Complicated formulas mattered a great deal less, Shannon argued, than a company’s “people and the product.” He went on:
A lot of people look at the stock price, when they should be looking at the basic company and its earnings. There are many problems concerned with the prediction of stochastic processes, for example the earnings of companies. . . . My general feeling is that it is easier to choose companies which are going to succeed, than to predict short term variations, things which last only weeks or months, which they worry about on Wall Street Week. There is a lot more randomness there and things happen which you cannot predict, which cause people to sell or buy a lot of stock.
From a lesser mathematical mind, this might have seemed like something of an evasion, but when Shannon used words like “stochastic processes,” he spoke from deep experience with the underlying math. And it was his view that market timing and tricky mathematics were no match for a solid company with strong growth prospects and sound leadership.
So the Shannons sized up start-up founders in person whenever they could. They sampled products and prototypes. When they were mulling an investment in Kentucky Fried Chicken, as William Poundstone recounts, they bought several buckets’ worth for a taste test with friends.
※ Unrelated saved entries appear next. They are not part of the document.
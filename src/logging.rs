use tracing_subscriber::EnvFilter;

/// Initialise logging. The default level is `info`; enabling debug logging
/// in the settings file raises it to `debug` and additionally lets the
/// `RUST_LOG` environment variable override the filter.
pub fn init(debug: bool) {
    // With debug logging off we pin `info` regardless of `RUST_LOG`, so a
    // stray environment variable never floods a regular session.
    let level = if debug { "debug" } else { "info" };

    let filter = if debug {
        EnvFilter::try_from_default_env().unwrap_or_else(|_| EnvFilter::new(level))
    } else {
        EnvFilter::new(level)
    };

    let _ = tracing_subscriber::fmt()
        .with_env_filter(filter)
        .try_init();
}
//! Rule primitives shared by the per-document field extractors.

pub mod cpf;
pub mod fixtures;
pub mod patterns;

pub use cpf::{extract_cpf, format_cpf, validate_cpf};
pub use fixtures::{fixture_candidates, FixtureRule};

use serde::{Deserialize, Serialize};

use crate::text::fold_for_match;

/// Field a rule produces a candidate for.
#[derive(Debug, Clone, Copy, PartialEq, Eq, Hash, Serialize, Deserialize)]
#[serde(rename_all = "snake_case")]
pub enum FieldName {
    FullName,
    NationalId,
    IdentityNumber,
    CardNumber,
    BirthDate,
    Sex,
    PlanName,
}

impl FieldName {
    /// Stable name used in error messages and logs.
    pub fn as_str(&self) -> &'static str {
        match self {
            FieldName::FullName => "full_name",
            FieldName::NationalId => "national_id",
            FieldName::IdentityNumber => "identity_number",
            FieldName::CardNumber => "card_number",
            FieldName::BirthDate => "birth_date",
            FieldName::Sex => "sex",
            FieldName::PlanName => "plan_name",
        }
    }

    /// Key fields drive the confidence score; the rest only fill the record.
    pub fn is_key(&self) -> bool {
        matches!(
            self,
            FieldName::FullName
                | FieldName::NationalId
                | FieldName::IdentityNumber
                | FieldName::CardNumber
        )
    }
}

/// Priority tier of the rule that produced a candidate.
///
/// Tiers are ordered: a `Primary` match is generalizable, a `Context` match
/// depends on line adjacency, a `Fixture` match memorizes one known sample
/// document, and `Heuristic` marks the name-based sex inference. Confidence
/// scoring never lets a lower tier masquerade as a higher one.
#[derive(Debug, Clone, Copy, PartialEq, Eq, PartialOrd, Ord, Serialize, Deserialize)]
#[serde(rename_all = "snake_case")]
pub enum RuleTier {
    Heuristic,
    Fixture,
    Context,
    Primary,
}

/// One raw field candidate with provenance.
///
/// Ephemeral: owned by a single extraction call. Multiple candidates per
/// field are possible; the normalizer picks exactly one or drops the field.
#[derive(Debug, Clone)]
pub struct FieldCandidate {
    pub field: FieldName,
    pub raw_value: String,
    /// Identifier of the rule that matched, e.g. `identity:name-labeled`.
    pub rule_id: String,
    /// Line the match came from, when the rule is line-scoped.
    pub line_index: Option<usize>,
    pub tier: RuleTier,
}

impl FieldCandidate {
    pub fn new(
        field: FieldName,
        raw_value: impl Into<String>,
        rule_id: impl Into<String>,
        tier: RuleTier,
    ) -> Self {
        Self {
            field,
            raw_value: raw_value.into(),
            rule_id: rule_id.into(),
            line_index: None,
            tier,
        }
    }

    pub fn at_line(mut self, index: usize) -> Self {
        self.line_index = Some(index);
        self
    }
}

/// Structural keywords that a context-window rule may capture by mistake.
/// A name-shaped line matching any of these is rejected.
pub const NAME_BLACKLIST: &[&str] = &[
    "REGISTRO GERAL",
    "CARTEIRA DE IDENTIDADE",
    "SECRETARIA",
    "REPUBLICA FEDERATIVA",
    "INSTITUTO DE IDENTIFICACAO",
    "DATA DE NASCIMENTO",
    "NATURALIDADE",
    "FILIACAO",
    "ASSINATURA",
    "VALIDADE",
    "PLANO DE SAUDE",
    "BENEFICIARIO",
    "UNIMED",
    "BRADESCO",
    "AMIL",
    "SULAMERICA",
    "HAPVIDA",
    "NOTREDAME",
    "INTERMEDICA",
];

/// Shape predicate for "looks like a person's name": at least two capitalized
/// tokens, no digits, minimum length, not a structural keyword.
pub fn looks_like_person_name(line: &str) -> bool {
    let trimmed = line.trim();
    if trimmed.len() < 5 || trimmed.chars().any(|c| c.is_ascii_digit()) {
        return false;
    }

    let folded = fold_for_match(trimmed);
    if NAME_BLACKLIST.iter().any(|kw| folded.contains(kw)) {
        return false;
    }

    let tokens: Vec<&str> = trimmed.split_whitespace().collect();
    if tokens.len() < 2 {
        return false;
    }

    tokens.iter().all(|t| {
        t.chars()
            .all(|c| c.is_alphabetic() || c == '\'' || c == '-' || c == '.')
    }) && tokens
        .iter()
        .filter(|t| t.chars().next().is_some_and(|c| c.is_uppercase()))
        .count()
        >= 2
}

/// Scan a bounded window of lines after an anchor for the first line
/// satisfying `predicate`. The window is capped to guarantee termination.
pub fn scan_window<'a>(
    lines: &'a [String],
    anchor: usize,
    window: usize,
    predicate: impl Fn(&str) -> bool,
) -> Option<(usize, &'a str)> {
    let window = window.min(4);
    lines
        .iter()
        .enumerate()
        .skip(anchor + 1)
        .take(window)
        .map(|(i, l)| (i, l.as_str()))
        .find(|(_, l)| predicate(l))
}

/// Index of the first line whose folded text contains the folded keyword.
pub fn find_anchor(lines: &[String], keyword: &str) -> Option<usize> {
    let needle = fold_for_match(keyword);
    lines
        .iter()
        .position(|l| fold_for_match(l).contains(&needle))
}
//! CPF (Brazilian national tax ID) extraction and validation.

use super::patterns::{CPF_LABELED, CPF_SHAPE};

/// One CPF match with the id of the rule that found it.
#[derive(Debug, Clone, PartialEq, Eq)]
pub struct CpfMatch {
    /// Digits only, 11 characters.
    pub digits: String,
    pub rule_id: &'static str,
}

/// Extract the first checksum-valid CPF from a line of text.
///
/// The labeled pattern is tried first; an unlabeled CPF-shaped number is
/// accepted only when its verification digits hold, so ordinary 11-digit
/// runs (phone numbers, card fragments) are not misread as CPFs.
pub fn extract_cpf(text: &str) -> Option<CpfMatch> {
    for caps in CPF_LABELED.captures_iter(text) {
        let digits: String = caps[1].chars().filter(|c| c.is_ascii_digit()).collect();
        if validate_cpf(&digits) {
            return Some(CpfMatch {
                digits,
                rule_id: "cpf:labeled",
            });
        }
    }

    for caps in CPF_SHAPE.captures_iter(text) {
        let digits = format!("{}{}{}{}", &caps[1], &caps[2], &caps[3], &caps[4]);
        if validate_cpf(&digits) {
            return Some(CpfMatch {
                digits,
                rule_id: "cpf:shape",
            });
        }
    }

    None
}

/// Validate a CPF using the modulo-11 double check digit.
///
/// The input may contain punctuation; only digits are considered. CPFs with
/// all eleven digits equal pass the arithmetic but are defined as invalid.
pub fn validate_cpf(cpf: &str) -> bool {
    let digits: Vec<u32> = cpf
        .chars()
        .filter(|c| c.is_ascii_digit())
        .filter_map(|c| c.to_digit(10))
        .collect();

    if digits.len() != 11 {
        return false;
    }

    if digits.iter().all(|&d| d == digits[0]) {
        return false;
    }

    let check = |count: usize| -> u32 {
        let sum: u32 = digits
            .iter()
            .take(count)
            .enumerate()
            .map(|(i, d)| d * (count as u32 + 1 - i as u32))
            .sum();
        let rem = (sum * 10) % 11;
        if rem == 10 { 0 } else { rem }
    };

    check(9) == digits[9] && check(10) == digits[10]
}

/// Format a CPF with punctuation (XXX.XXX.XXX-XX).
pub fn format_cpf(cpf: &str) -> String {
    let digits: String = cpf.chars().filter(|c| c.is_ascii_digit()).collect();

    if digits.len() != 11 {
        return cpf.to_string();
    }

    format!(
        "{}.{}.{}-{}",
        &digits[0..3],
        &digits[3..6],
        &digits[6..9],
        &digits[9..11]
    )
}
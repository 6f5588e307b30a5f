//! Per-issuer rule sets for insurance cards.
//!
//! Each issuer may define its own card-number shapes, plan-name patterns, and
//! holder-name anchors. Issuer rules are layered before the generic card
//! rules: within a field, issuer rules are tried first and the generic rules
//! are the fallback.

use lazy_static::lazy_static;
use regex::Regex;

/// Rule set for one insurance issuer.
pub struct IssuerRuleSet {
    /// Canonical issuer name, matching the classifier's table.
    pub issuer: &'static str,
    /// Card-number shapes, ordered. The first capture group is the candidate.
    pub card_rules: Vec<(&'static str, Regex)>,
    /// Plan-name patterns, ordered.
    pub plan_rules: Vec<(&'static str, Regex)>,
    /// Anchor keywords whose following lines may hold the holder's name.
    pub name_anchors: &'static [&'static str],
}

const DEFAULT_NAME_ANCHORS: &[&str] = &["BENEFICIARIO", "NOME"];

lazy_static! {
    static ref ISSUER_RULES: Vec<IssuerRuleSet> = vec![
        IssuerRuleSet {
            issuer: "Unimed",
            card_rules: vec![
                // 17 digits grouped 0 999 999999999999 9
                (
                    "issuer:unimed:card-grouped",
                    Regex::new(r"\b(0[ .]\d{3}[ .]\d{12}[ .]\d)\b").unwrap(),
                ),
                ("issuer:unimed:card-contiguous", Regex::new(r"\b(\d{17})\b").unwrap()),
            ],
            plan_rules: vec![(
                "issuer:unimed:plan-family",
                Regex::new(r"(?i)\b(UNIMAX|UNIPLAN|UNIFLEX|UNIPART)\b").unwrap(),
            )],
            name_anchors: &["BENEFICIARIO", "NOME", "CLIENTE"],
        },
        IssuerRuleSet {
            issuer: "Bradesco Saúde",
            card_rules: vec![(
                "issuer:bradesco:card",
                Regex::new(r"\b(\d{6}[ .-]?\d{9})\b").unwrap(),
            )],
            plan_rules: vec![(
                "issuer:bradesco:plan-family",
                Regex::new(r"(?i)\b(NACIONAL\s+FLEX|TOP\s+NACIONAL|EFETIVO|PREFERENCIAL)\b")
                    .unwrap(),
            )],
            name_anchors: DEFAULT_NAME_ANCHORS,
        },
        IssuerRuleSet {
            issuer: "Amil",
            card_rules: vec![(
                "issuer:amil:card-labeled",
                Regex::new(r"(?i)(?:MATR[IÍ]CULA|CARTEIRA)[\s:nº°.]*(\d{9})").unwrap(),
            )],
            plan_rules: vec![(
                "issuer:amil:plan-family",
                Regex::new(r"(?i)\b(AMIL\s+(?:ONE|F[AÁ]CIL|[0-9]{3}))\b").unwrap(),
            )],
            name_anchors: DEFAULT_NAME_ANCHORS,
        },
        IssuerRuleSet {
            issuer: "SulAmérica",
            card_rules: vec![(
                "issuer:sulamerica:card",
                Regex::new(r"\b(\d{5}[ .]?\d{4}[ .]?\d{4}[ .]?\d{4})\b").unwrap(),
            )],
            plan_rules: vec![(
                "issuer:sulamerica:plan-family",
                Regex::new(r"(?i)\b(EXATO|CL[AÁ]SSICO|ESPECIAL\s*100|EXECUTIVO)\b").unwrap(),
            )],
            name_anchors: &["SEGURADO", "BENEFICIARIO", "NOME"],
        },
        IssuerRuleSet {
            issuer: "Hapvida",
            card_rules: vec![(
                "issuer:hapvida:card",
                Regex::new(r"\b(\d{16})\b").unwrap(),
            )],
            plan_rules: vec![(
                "issuer:hapvida:plan-family",
                Regex::new(r"(?i)\b(MAIS\s+SIMPLES|PLENO|AMBULATORIAL)\b").unwrap(),
            )],
            name_anchors: DEFAULT_NAME_ANCHORS,
        },
        IssuerRuleSet {
            issuer: "NotreDame Intermédica",
            card_rules: vec![(
                "issuer:notredame:card",
                Regex::new(r"\b(\d{14})\b").unwrap(),
            )],
            plan_rules: vec![(
                "issuer:notredame:plan-family",
                Regex::new(r"(?i)\b(SMART|ADVANCE|PREMIUM\s+900)\b").unwrap(),
            )],
            name_anchors: DEFAULT_NAME_ANCHORS,
        },
    ];
}

/// Rule set for a canonical issuer name, when one is defined.
pub fn rules_for(issuer: &str) -> Option<&'static IssuerRuleSet> {
    ISSUER_RULES.iter().find(|r| r.issuer == issuer)
}

/// Name anchors to use for a card: the issuer's own, or the defaults.
pub fn name_anchors_for(issuer: Option<&str>) -> &'static [&'static str] {
    issuer
        .and_then(rules_for)
        .map(|r| r.name_anchors)
        .unwrap_or(DEFAULT_NAME_ANCHORS)
}

#[cfg(test)]
mod tests {
    use super::*;

    #[test]
    fn test_every_classifier_issuer_resolves_or_defaults() {
        // Not every issuer needs bespoke rules, but lookups must not panic
        for issuer in crate::classify::known_issuers() {
            let _ = rules_for(issuer);
            assert!(!name_anchors_for(Some(issuer)).is_empty());
        }
    }

    #[test]
    fn test_unimed_grouped_card_shape() {
        let rules = rules_for("Unimed").unwrap();
        let (_, re) = &rules.card_rules[0];
        let caps = re.captures("0 046 110123456789 0").unwrap();
        assert_eq!(&caps[1], "0 046 110123456789 0");
        assert!(re.captures("123456789012345").is_none());
    }

    #[test]
    fn test_amil_card_requires_label() {
        let rules = rules_for("Amil").unwrap();
        let (_, re) = &rules.card_rules[0];
        assert!(re.captures("Matrícula: 123456789").is_some());
        // A bare 9-digit run could be an RG; the label is required
        assert!(re.captures("documento 123456789").is_none());
    }

    #[test]
    fn test_unknown_issuer_uses_default_anchors() {
        assert_eq!(name_anchors_for(None), DEFAULT_NAME_ANCHORS);
        assert_eq!(name_anchors_for(Some("Porto Seguro")), DEFAULT_NAME_ANCHORS);
    }
}
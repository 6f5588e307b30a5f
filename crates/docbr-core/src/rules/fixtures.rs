//! Fixture tier: literal rules for known sample documents.
//!
//! These rules memorize specific training/sample documents rather than
//! generalizable patterns, so they live in a data file instead of the rule
//! logic, run only after every pattern and context rule has failed, and are
//! capped at the lowest confidence tier.

use lazy_static::lazy_static;
use serde::Deserialize;
use tracing::warn;

use super::{FieldCandidate, FieldName, RuleTier};
use crate::models::record::{DocumentContext, DocumentType};
use crate::text::{fold_for_match, RawText};

/// One literal fixture rule loaded from the embedded table.
#[derive(Debug, Clone, Deserialize)]
pub struct FixtureRule {
    pub rule_id: String,
    pub document_type: DocumentType,
    /// Issuer the fixture belongs to, for insurance-card samples.
    #[serde(default)]
    pub issuer: Option<String>,
    /// Exact substring (diacritic-folded comparison) identifying the sample.
    pub literal: String,
    pub field: FieldName,
    pub value: String,
}

static FIXTURES_JSON: &str = include_str!("fixtures.json");

lazy_static! {
    static ref FIXTURES: Vec<FixtureRule> = serde_json::from_str(FIXTURES_JSON)
        .map_err(|e| warn!("fixture table failed to parse: {e}"))
        .unwrap_or_default();
}

/// Candidates from the fixture tier for fields not yet resolved.
///
/// `resolved` lists fields that already have a candidate from a higher tier;
/// fixtures never compete with pattern or context matches.
pub fn fixture_candidates(
    text: &RawText,
    context: &DocumentContext,
    resolved: &[FieldName],
) -> Vec<FieldCandidate> {
    let folded = fold_for_match(&text.joined());

    FIXTURES
        .iter()
        .filter(|f| f.document_type == context.document_type)
        .filter(|f| match (&f.issuer, &context.issuer) {
            (Some(want), Some(have)) => want == have,
            (Some(_), None) => false,
            (None, _) => true,
        })
        .filter(|f| !resolved.contains(&f.field))
        .filter(|f| folded.contains(&fold_for_match(&f.literal)))
        .map(|f| FieldCandidate::new(f.field, f.value.clone(), f.rule_id.clone(), RuleTier::Fixture))
        .collect()
}

#[cfg(test)]
mod tests {
    use super::*;

    #[test]
    fn test_fixture_table_parses() {
        assert!(!FIXTURES.is_empty());
        assert!(FIXTURES.iter().all(|f| !f.literal.is_empty()));
    }

    #[test]
    fn test_fixture_matches_exact_literal_only() {
        let ctx = DocumentContext::identity();
        let text = RawText::from("REGISTRO GERAL\nESPECIME DE TREINAMENTO 0034");
        let hits = fixture_candidates(&text, &ctx, &[]);
        assert_eq!(hits.len(), 2);
        assert!(hits.iter().all(|c| c.tier == RuleTier::Fixture));

        // A near-miss literal does not fire
        let text = RawText::from("REGISTRO GERAL\nESPECIME DE TREINAMENTO 0035");
        assert!(fixture_candidates(&text, &ctx, &[]).is_empty());
    }

    #[test]
    fn test_fixture_skips_resolved_fields() {
        let ctx = DocumentContext::identity();
        let text = RawText::from("ESPECIME DE TREINAMENTO 0034");
        let hits = fixture_candidates(&text, &ctx, &[FieldName::FullName]);
        assert_eq!(hits.len(), 1);
        assert_eq!(hits[0].field, FieldName::IdentityNumber);
    }

    #[test]
    fn test_fixture_respects_issuer() {
        let text = RawText::from("VIA DE AMOSTRA 0 994 000000000000 1");
        let unimed = DocumentContext::insurance_card(Some("Unimed".to_string()));
        assert_eq!(fixture_candidates(&text, &unimed, &[]).len(), 1);

        let amil = DocumentContext::insurance_card(Some("Amil".to_string()));
        assert!(fixture_candidates(&text, &amil, &[]).is_empty());
    }
}
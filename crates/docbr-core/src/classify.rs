//! Document classification from OCR transcripts.
//!
//! An ordered list of signature predicates is evaluated against the
//! diacritic-folded text; the first document type whose predicate matches
//! wins. Identity-document boilerplate is checked before the insurance-card
//! tables, so a card that happens to quote registry phrasing still resolves
//! as an identity document. Classification is pure: same text, same context.

use tracing::debug;

use crate::models::record::DocumentContext;
use crate::text::{fold_for_match, RawText};

/// Boilerplate phrases printed on Brazilian identity documents. Any one of
/// them is a sufficient signature.
const IDENTITY_SIGNATURES: &[&str] = &[
    "REGISTRO GERAL",
    "CARTEIRA DE IDENTIDADE",
    "SECRETARIA DE SEGURANCA",
    "INSTITUTO DE IDENTIFICACAO",
    "REPUBLICA FEDERATIVA DO BRASIL",
];

/// Generic insurance-card phrases, used when no issuer keyword matched.
const CARD_SIGNATURES: &[&str] = &[
    "PLANO DE SAUDE",
    "CARTAO DO BENEFICIARIO",
    "CARTEIRA DO BENEFICIARIO",
    "CONVENIO",
    "REGISTRO ANS",
];

/// Ordered issuer table. Each entry is the canonical issuer name plus keyword
/// groups; a group matches when every keyword in it is present, and the first
/// issuer with a matching group wins.
const ISSUER_TABLE: &[(&str, &[&[&str]])] = &[
    ("Unimed", &[&["UNIMED"]]),
    ("Bradesco Saúde", &[&["BRADESCO", "SAUDE"], &["BRADESCO SEGUROS"]]),
    ("Amil", &[&["AMIL"]]),
    ("SulAmérica", &[&["SULAMERICA"], &["SUL AMERICA"]]),
    ("Hapvida", &[&["HAPVIDA"]]),
    (
        "NotreDame Intermédica",
        &[&["NOTREDAME"], &["NOTRE DAME"], &["INTERMEDICA"]],
    ),
];

/// Classify a transcript into a document-type/issuer context.
///
/// `Unknown` is a valid terminal outcome, not an error.
pub fn classify(text: &RawText) -> DocumentContext {
    let folded = fold_for_match(&text.joined());

    if IDENTITY_SIGNATURES.iter().any(|sig| folded.contains(sig)) {
        debug!("classified as identity document");
        return DocumentContext::identity();
    }

    if let Some(issuer) = match_issuer(&folded) {
        debug!(issuer, "classified as insurance card");
        return DocumentContext::insurance_card(Some(issuer.to_string()));
    }

    if CARD_SIGNATURES.iter().any(|sig| folded.contains(sig)) {
        debug!("classified as insurance card without issuer");
        return DocumentContext::insurance_card(None);
    }

    debug!("no signature matched, classification unknown");
    DocumentContext::unknown()
}

/// Match the folded text against the ordered issuer table.
pub fn match_issuer(folded: &str) -> Option<&'static str> {
    for (name, groups) in ISSUER_TABLE {
        for group in *groups {
            if group.iter().all(|kw| folded.contains(kw)) {
                return Some(name);
            }
        }
    }
    None
}

/// Canonical issuer names, in table order.
pub fn known_issuers() -> impl Iterator<Item = &'static str> {
    ISSUER_TABLE.iter().map(|(name, _)| *name)
}

#[cfg(test)]
mod tests {
    use super::*;
    use crate::models::record::DocumentType;

    #[test]
    fn test_identity_signature() {
        let text = RawText::from("REGISTRO GERAL\n45.229.385-0\nNome Maria Silva");
        let ctx = classify(&text);
        assert_eq!(ctx.document_type, DocumentType::Identity);
        assert!(ctx.issuer.is_none());
    }

    #[test]
    fn test_identity_signature_with_diacritics() {
        let text = RawText::from("Secretaria de Segurança Pública\nCarteira de Identidade");
        assert_eq!(classify(&text).document_type, DocumentType::Identity);
    }

    #[test]
    fn test_issuer_match() {
        let text = RawText::from("UNIMED CAMPINAS\nPlano Apartamento");
        let ctx = classify(&text);
        assert_eq!(ctx.document_type, DocumentType::InsuranceCard);
        assert_eq!(ctx.issuer.as_deref(), Some("Unimed"));
    }

    #[test]
    fn test_issuer_keyword_group_requires_all() {
        // "BRADESCO" alone is a bank, not the insurer
        let folded = fold_for_match("Banco Bradesco S.A.");
        assert_eq!(match_issuer(&folded), None);

        let folded = fold_for_match("Bradesco Saúde S.A.");
        assert_eq!(match_issuer(&folded), Some("Bradesco Saúde"));
    }

    #[test]
    fn test_generic_card_without_issuer() {
        let text = RawText::from("PLANO DE SAÚDE\nBeneficiário: José");
        let ctx = classify(&text);
        assert_eq!(ctx.document_type, DocumentType::InsuranceCard);
        assert!(ctx.issuer.is_none());
    }

    #[test]
    fn test_identity_wins_over_issuer() {
        // Both plausible: registry boilerplate takes precedence
        let text = RawText::from("CARTEIRA DE IDENTIDADE\nconvênio Unimed anotado no verso");
        assert_eq!(classify(&text).document_type, DocumentType::Identity);
    }

    #[test]
    fn test_unknown_for_noise() {
        let text = RawText::from("lorem ipsum dolor sit amet\n12345");
        let ctx = classify(&text);
        assert_eq!(ctx.document_type, DocumentType::Unknown);
        assert!(ctx.issuer.is_none());
    }

    #[test]
    fn test_classification_is_deterministic() {
        let text = RawText::from("HAPVIDA\ncartão 123456789012345");
        let first = classify(&text);
        let second = classify(&text);
        assert_eq!(first, second);
    }
}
Beyond the research, there was another factor, one that Shannon was secure enough to readily acknowledge as key to his success. Asked if he was lucky in life, Shannon answered, “Far beyond any reasonable expectations.” By his own admission, Shannon had been fortunate in his timing, and privileged in knowing certain company founders and securing early investments. The bulk of his wealth was concentrated in Teledyne, Motorola, and HP stock; after getting in on the ground floor, the smartest thing Shannon did was hold on. His daughter, Peggy, summed it up with a statement that could just as well have come from her father: her parents “used common sense and connections and had good luck.”
If Shannon’s work in the field of finance can be said to have left anything of lasting note, it’s the memorable one-liners, many of which are among the best-known stories about him. “I make my money on the stock market. I don’t make it by proving theorems,” Shannon once famously told Robert Price. Asked what sort of information theory was best for investing, Shannon joked: “Inside information.”